Task goal
The lines to copy are those in the listing below that contain the word "SurfaceConfig".

Records provided
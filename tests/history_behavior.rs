use egui::pos2;
use inkink::{DrawingSurface, PointerId, SurfaceConfig};
use std::sync::Arc;

const MOUSE: PointerId = PointerId::Mouse;

fn create_test_surface() -> DrawingSurface {
    DrawingSurface::new(120, 80, &SurfaceConfig::default())
}

fn draw(surface: &mut DrawingSurface, points: &[(f32, f32)]) {
    let (first, rest) = points.split_first().unwrap();
    surface.on_pointer_down(MOUSE, pos2(first.0, first.1));
    for &(x, y) in rest {
        surface.on_pointer_move(MOUSE, pos2(x, y));
    }
    surface.on_pointer_up(MOUSE);
}

fn draw_n(surface: &mut DrawingSurface, n: usize) {
    for i in 0..n {
        let y = 10.0 + i as f32 * 8.0;
        draw(surface, &[(10.0, y), (40.0, y), (70.0, y + 3.0)]);
    }
}

#[test]
fn test_undo_redo_restores_committed_exactly() {
    for n in 1..=5 {
        let mut surface = create_test_surface();
        draw_n(&mut surface, n);
        let before: Vec<_> = surface.history().committed().iter().cloned().collect();

        assert!(surface.undo());
        assert!(surface.redo());

        let after: Vec<_> = surface.history().committed().iter().cloned().collect();
        assert_eq!(before.len(), after.len());
        for (a, b) in before.iter().zip(&after) {
            assert!(Arc::ptr_eq(a, b));
        }
        assert!(surface.history().undone().is_empty());
    }
}

#[test]
fn test_new_stroke_clears_redo_future() {
    let mut surface = create_test_surface();
    draw_n(&mut surface, 2);
    assert!(surface.undo());
    assert_eq!(surface.history().undone().len(), 1);

    draw(&mut surface, &[(5.0, 70.0), (50.0, 70.0)]);
    assert!(surface.history().undone().is_empty());
    assert!(!surface.redo());
    assert_eq!(surface.history().committed().len(), 2);
}

#[test]
fn test_redo_future_is_dropped_at_pointer_down() {
    let mut surface = create_test_surface();
    draw_n(&mut surface, 1);
    assert!(surface.undo());

    surface.on_pointer_down(MOUSE, pos2(30.0, 30.0));
    assert!(surface.history().undone().is_empty());
    assert!(!surface.can_redo());
}

#[test]
fn test_empty_stack_operations_are_noops() {
    let mut surface = create_test_surface();
    assert!(!surface.undo());
    assert!(!surface.redo());
    assert!(surface.history().committed().is_empty());
    assert!(surface.history().undone().is_empty());

    draw_n(&mut surface, 1);
    assert!(!surface.redo());
    assert_eq!(surface.history().committed().len(), 1);
    assert!(surface.undo());
    assert!(!surface.undo());
    assert_eq!(surface.history().undone().len(), 1);
}

#[test]
fn test_multiple_undos_redo_in_reverse_order() {
    let mut surface = create_test_surface();
    draw_n(&mut surface, 3);
    let strokes: Vec<_> = surface.history().committed().iter().cloned().collect();

    assert!(surface.undo());
    assert!(surface.undo());
    assert!(Arc::ptr_eq(surface.history().undone().peek().unwrap(), &strokes[1]));

    assert!(surface.redo());
    assert!(Arc::ptr_eq(surface.history().committed().peek().unwrap(), &strokes[1]));
    assert!(surface.redo());
    assert!(Arc::ptr_eq(surface.history().committed().peek().unwrap(), &strokes[2]));
}

#[test]
fn test_clear_all_empties_everything() {
    let mut surface = create_test_surface();
    draw_n(&mut surface, 3);
    surface.undo();

    assert!(surface.clear_all());
    assert!(surface.history().committed().is_empty());
    assert!(surface.history().undone().is_empty());
    assert!(surface.raster().is_blank());
    assert!(!surface.clear_all());
}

Written solution
use inkink::{DrawingSurface, PointerId, SurfaceConfig};
    DrawingSurface::new(120, 80, &SurfaceConfig::default())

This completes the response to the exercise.